→ **WHAT YOU WILL DO**
Return the run of lines below that opens with the line containing "pub struct LoggerFactory;" and closes with the line containing "match Self::try_new_logger(level, outputs)", keeping each one exact.

DATA FOR THIS EXERCISE section start

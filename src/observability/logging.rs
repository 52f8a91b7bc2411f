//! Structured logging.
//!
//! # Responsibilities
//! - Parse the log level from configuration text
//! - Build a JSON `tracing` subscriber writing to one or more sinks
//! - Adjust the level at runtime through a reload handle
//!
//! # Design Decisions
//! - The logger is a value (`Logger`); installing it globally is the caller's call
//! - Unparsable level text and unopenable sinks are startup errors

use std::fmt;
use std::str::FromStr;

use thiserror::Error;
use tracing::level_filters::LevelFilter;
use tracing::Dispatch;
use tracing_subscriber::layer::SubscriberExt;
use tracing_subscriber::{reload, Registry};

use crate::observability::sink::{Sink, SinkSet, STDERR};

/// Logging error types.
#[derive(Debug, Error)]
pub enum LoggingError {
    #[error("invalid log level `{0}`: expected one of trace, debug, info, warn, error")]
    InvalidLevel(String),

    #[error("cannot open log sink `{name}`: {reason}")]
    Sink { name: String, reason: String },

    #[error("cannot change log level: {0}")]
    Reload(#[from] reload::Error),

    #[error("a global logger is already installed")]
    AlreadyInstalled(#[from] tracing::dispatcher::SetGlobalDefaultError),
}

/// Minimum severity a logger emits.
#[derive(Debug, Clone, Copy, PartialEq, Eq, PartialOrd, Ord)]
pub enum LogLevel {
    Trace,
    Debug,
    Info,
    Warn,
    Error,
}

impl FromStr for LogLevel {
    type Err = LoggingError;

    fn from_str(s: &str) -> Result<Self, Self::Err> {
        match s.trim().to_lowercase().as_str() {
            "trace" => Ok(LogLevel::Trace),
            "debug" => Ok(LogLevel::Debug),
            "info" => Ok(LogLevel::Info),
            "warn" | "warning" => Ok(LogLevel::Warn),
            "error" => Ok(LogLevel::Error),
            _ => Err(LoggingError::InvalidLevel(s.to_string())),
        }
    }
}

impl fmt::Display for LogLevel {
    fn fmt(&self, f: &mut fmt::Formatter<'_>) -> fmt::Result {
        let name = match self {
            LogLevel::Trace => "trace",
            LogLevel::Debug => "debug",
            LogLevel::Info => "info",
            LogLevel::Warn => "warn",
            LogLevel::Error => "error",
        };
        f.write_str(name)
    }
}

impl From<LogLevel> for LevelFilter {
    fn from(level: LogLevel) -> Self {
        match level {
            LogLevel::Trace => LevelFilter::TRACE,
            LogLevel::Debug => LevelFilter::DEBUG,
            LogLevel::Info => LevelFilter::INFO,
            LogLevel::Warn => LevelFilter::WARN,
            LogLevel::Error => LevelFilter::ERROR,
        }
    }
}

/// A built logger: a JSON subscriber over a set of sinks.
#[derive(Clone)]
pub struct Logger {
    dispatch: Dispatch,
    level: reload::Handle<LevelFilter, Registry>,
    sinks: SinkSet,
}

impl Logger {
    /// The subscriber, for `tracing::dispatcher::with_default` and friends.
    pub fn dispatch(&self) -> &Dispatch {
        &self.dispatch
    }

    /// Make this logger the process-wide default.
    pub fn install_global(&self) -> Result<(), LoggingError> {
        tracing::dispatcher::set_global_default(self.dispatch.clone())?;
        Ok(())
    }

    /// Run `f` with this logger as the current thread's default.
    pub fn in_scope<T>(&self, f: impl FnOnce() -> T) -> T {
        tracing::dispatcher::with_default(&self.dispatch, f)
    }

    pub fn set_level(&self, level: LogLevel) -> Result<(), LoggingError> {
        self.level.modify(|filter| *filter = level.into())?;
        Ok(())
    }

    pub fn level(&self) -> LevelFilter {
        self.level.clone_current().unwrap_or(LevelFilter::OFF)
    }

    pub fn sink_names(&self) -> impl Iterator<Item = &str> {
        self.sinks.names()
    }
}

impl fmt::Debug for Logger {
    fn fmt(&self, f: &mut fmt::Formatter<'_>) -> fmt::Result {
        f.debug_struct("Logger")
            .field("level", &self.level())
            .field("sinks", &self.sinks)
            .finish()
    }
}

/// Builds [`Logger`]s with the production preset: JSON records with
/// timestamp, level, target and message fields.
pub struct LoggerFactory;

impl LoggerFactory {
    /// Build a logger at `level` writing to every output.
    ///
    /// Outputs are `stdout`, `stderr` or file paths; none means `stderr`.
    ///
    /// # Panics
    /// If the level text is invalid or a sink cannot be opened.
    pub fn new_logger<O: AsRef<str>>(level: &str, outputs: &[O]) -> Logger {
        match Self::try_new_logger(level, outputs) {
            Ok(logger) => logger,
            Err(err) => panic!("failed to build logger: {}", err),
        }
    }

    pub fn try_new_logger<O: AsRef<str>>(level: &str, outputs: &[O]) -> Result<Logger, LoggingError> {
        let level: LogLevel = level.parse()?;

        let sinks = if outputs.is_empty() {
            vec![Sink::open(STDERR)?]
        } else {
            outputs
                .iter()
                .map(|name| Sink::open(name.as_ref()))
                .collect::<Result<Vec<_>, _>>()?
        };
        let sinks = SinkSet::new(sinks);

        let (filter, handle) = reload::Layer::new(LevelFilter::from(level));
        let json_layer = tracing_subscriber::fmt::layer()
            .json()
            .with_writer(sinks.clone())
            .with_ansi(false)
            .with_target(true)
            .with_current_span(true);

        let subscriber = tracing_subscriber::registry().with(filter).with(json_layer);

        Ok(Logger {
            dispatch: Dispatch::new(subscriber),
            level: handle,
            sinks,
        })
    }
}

DATA FOR THIS EXERCISE section end
DATA FOR THIS EXERCISE section start

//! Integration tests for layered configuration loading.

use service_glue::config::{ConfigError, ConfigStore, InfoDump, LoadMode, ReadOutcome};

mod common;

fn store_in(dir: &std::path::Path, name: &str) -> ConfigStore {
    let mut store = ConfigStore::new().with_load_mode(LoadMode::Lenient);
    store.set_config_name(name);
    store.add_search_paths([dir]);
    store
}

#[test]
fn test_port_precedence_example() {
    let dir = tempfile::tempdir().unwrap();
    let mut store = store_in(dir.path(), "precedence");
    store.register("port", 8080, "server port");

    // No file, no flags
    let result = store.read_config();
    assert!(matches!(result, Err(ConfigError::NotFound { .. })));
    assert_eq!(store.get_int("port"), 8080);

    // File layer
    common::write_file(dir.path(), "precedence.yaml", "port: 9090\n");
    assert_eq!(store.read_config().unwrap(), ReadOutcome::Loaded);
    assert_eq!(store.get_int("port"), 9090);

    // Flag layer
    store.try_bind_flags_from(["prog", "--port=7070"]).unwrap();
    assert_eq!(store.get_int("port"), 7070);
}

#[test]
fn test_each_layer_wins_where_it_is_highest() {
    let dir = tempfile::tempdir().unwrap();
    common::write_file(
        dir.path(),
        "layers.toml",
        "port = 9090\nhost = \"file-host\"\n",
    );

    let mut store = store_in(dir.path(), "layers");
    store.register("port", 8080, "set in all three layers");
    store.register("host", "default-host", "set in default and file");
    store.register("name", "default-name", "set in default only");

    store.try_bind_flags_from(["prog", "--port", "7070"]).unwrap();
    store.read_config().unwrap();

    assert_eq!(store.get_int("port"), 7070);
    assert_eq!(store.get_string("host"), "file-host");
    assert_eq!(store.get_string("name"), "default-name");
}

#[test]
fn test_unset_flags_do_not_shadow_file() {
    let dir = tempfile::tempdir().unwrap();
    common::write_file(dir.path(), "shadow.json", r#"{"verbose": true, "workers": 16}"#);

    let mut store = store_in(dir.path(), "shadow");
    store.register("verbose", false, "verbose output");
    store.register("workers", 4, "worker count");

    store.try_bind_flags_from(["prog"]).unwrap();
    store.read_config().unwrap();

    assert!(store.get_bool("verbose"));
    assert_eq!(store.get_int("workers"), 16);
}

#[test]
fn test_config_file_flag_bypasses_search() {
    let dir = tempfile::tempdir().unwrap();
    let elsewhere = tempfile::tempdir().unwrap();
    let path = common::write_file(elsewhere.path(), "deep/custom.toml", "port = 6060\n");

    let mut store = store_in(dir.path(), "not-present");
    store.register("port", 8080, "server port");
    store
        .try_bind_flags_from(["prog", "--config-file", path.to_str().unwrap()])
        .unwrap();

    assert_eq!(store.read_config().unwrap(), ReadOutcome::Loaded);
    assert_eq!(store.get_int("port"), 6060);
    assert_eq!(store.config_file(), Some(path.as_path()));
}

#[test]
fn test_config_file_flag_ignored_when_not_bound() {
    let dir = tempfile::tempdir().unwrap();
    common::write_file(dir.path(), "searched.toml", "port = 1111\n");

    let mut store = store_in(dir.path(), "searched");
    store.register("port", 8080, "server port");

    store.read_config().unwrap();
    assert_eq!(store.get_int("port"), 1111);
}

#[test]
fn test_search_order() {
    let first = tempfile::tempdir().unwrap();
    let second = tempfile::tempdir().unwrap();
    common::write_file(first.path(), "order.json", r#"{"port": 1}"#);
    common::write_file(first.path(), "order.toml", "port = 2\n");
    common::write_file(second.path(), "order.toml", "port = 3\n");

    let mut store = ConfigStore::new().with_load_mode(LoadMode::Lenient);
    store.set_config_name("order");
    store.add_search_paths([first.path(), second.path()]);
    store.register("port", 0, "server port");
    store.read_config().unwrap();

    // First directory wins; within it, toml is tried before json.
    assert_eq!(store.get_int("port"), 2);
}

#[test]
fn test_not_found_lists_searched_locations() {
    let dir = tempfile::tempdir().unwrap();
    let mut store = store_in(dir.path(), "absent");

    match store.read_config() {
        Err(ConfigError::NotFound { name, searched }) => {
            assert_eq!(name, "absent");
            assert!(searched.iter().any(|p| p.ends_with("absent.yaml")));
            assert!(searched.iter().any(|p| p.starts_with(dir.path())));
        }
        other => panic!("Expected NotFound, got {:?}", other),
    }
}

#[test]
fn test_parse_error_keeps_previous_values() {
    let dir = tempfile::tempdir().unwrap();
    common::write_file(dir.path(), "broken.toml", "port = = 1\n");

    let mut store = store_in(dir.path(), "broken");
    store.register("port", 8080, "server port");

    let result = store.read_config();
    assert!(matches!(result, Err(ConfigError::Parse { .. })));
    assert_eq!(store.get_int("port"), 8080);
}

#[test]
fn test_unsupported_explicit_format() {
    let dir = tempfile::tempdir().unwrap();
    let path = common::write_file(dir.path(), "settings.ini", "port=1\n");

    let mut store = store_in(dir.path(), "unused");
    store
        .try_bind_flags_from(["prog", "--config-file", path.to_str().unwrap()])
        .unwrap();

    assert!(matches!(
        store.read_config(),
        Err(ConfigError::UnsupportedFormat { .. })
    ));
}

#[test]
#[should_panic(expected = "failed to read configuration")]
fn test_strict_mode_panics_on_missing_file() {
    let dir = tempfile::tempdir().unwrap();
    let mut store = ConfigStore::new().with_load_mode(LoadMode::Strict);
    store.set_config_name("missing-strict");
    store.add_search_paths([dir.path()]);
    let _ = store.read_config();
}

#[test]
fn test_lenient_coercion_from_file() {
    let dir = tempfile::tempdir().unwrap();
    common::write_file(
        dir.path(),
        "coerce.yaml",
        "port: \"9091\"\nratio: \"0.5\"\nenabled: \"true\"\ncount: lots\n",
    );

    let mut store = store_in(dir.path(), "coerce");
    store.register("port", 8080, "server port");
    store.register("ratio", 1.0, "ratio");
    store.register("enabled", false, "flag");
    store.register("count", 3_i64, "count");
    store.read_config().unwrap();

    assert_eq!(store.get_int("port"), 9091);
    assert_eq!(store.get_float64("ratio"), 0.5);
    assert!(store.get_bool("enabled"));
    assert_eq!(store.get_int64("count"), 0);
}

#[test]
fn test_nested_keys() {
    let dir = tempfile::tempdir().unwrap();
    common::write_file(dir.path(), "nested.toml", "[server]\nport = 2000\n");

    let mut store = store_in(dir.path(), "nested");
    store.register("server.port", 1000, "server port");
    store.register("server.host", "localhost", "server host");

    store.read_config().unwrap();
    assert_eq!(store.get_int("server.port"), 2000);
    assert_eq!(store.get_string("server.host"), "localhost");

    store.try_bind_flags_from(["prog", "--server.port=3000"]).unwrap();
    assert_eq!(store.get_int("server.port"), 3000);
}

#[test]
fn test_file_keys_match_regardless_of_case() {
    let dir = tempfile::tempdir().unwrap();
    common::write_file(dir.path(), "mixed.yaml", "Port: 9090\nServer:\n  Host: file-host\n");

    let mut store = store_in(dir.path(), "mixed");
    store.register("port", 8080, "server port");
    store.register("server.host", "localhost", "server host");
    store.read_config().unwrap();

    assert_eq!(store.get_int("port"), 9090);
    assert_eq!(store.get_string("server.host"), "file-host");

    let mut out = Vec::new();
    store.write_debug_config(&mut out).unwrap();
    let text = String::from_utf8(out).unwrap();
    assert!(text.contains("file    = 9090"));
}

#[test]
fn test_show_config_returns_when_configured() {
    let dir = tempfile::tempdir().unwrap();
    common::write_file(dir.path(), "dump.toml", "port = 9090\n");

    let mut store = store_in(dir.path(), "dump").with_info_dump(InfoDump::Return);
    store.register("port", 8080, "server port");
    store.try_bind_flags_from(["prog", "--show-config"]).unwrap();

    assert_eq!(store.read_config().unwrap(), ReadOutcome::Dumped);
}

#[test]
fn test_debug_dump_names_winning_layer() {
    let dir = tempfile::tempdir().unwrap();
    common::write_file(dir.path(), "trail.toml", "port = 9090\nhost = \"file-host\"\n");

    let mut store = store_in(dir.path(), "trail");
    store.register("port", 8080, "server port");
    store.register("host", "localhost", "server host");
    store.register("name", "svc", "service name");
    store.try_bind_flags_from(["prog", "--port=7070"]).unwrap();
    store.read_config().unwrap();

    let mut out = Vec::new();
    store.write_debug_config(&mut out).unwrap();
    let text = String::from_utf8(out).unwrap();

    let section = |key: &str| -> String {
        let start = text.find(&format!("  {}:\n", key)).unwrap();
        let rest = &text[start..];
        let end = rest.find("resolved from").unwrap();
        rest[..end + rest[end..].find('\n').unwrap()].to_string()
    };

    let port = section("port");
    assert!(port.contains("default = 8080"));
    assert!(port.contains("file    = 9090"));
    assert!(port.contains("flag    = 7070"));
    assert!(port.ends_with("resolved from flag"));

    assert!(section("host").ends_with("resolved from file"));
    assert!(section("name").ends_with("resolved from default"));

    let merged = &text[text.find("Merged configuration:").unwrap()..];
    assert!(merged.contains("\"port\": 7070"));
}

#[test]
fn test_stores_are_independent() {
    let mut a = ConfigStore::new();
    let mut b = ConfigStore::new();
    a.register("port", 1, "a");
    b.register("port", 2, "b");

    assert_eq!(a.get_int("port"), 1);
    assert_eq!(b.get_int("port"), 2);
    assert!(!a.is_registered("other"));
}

DATA FOR THIS EXERCISE section end
DATA FOR THIS EXERCISE section start

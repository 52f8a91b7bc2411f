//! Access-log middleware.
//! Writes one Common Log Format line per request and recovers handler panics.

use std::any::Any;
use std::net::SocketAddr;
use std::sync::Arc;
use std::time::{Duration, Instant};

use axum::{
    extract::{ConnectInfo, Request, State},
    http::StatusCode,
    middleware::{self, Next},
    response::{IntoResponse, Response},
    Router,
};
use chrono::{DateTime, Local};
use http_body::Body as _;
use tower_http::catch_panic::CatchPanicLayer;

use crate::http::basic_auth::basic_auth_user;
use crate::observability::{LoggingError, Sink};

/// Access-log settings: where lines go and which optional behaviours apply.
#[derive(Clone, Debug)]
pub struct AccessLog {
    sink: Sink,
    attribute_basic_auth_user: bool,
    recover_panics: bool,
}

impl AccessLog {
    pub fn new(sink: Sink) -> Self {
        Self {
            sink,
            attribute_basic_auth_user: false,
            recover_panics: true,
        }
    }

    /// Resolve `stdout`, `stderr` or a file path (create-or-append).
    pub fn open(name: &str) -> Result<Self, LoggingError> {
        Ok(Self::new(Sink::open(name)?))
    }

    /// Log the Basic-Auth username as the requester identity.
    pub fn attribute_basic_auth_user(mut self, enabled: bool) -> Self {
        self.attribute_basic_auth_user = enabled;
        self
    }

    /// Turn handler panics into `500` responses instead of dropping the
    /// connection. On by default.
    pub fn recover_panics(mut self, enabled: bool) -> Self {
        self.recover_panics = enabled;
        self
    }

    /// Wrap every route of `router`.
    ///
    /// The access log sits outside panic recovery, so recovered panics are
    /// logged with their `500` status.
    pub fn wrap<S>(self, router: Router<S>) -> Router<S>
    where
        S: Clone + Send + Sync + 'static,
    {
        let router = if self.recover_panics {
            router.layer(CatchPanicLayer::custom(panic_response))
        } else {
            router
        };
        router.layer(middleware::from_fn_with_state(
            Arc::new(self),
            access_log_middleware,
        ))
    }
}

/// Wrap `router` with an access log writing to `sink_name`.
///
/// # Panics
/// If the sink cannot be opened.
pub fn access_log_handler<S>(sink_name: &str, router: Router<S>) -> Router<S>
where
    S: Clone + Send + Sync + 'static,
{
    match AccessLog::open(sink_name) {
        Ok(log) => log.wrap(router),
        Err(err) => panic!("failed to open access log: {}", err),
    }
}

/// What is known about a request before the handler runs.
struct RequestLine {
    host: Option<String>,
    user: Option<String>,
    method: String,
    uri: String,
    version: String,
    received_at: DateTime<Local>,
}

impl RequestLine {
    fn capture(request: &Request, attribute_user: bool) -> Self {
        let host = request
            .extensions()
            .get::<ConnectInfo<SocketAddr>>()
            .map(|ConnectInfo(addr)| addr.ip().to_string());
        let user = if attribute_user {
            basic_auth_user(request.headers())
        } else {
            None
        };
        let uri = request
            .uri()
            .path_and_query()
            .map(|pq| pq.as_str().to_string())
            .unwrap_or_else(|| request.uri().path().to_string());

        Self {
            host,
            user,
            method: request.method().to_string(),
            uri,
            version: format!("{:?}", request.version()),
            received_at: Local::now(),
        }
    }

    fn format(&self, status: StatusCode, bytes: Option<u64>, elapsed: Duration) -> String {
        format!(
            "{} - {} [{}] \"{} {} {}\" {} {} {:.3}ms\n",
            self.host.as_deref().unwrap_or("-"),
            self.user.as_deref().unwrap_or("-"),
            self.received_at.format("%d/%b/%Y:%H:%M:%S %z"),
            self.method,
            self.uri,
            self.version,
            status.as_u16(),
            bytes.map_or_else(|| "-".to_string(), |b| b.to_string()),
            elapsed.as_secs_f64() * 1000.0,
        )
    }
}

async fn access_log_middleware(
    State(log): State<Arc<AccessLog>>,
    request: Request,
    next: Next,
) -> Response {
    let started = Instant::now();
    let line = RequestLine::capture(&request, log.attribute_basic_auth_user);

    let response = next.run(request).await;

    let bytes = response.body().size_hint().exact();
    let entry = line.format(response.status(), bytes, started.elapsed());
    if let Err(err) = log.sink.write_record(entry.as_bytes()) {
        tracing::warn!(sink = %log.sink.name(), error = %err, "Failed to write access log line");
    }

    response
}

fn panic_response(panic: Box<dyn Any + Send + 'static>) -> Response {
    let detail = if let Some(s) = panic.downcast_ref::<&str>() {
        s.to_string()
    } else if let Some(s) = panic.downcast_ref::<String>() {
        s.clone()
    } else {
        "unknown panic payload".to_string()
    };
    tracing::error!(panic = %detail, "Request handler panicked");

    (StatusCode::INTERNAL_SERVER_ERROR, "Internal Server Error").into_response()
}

DATA FOR THIS EXERCISE section end

→ **SOLUTION**
pub struct LoggerFactory;

impl LoggerFactory {
    /// Build a logger at `level` writing to every output.
    ///
    /// Outputs are `stdout`, `stderr` or file paths; none means `stderr`.
    ///
    /// # Panics
    /// If the level text is invalid or a sink cannot be opened.
    pub fn new_logger<O: AsRef<str>>(level: &str, outputs: &[O]) -> Logger {
        match Self::try_new_logger(level, outputs) {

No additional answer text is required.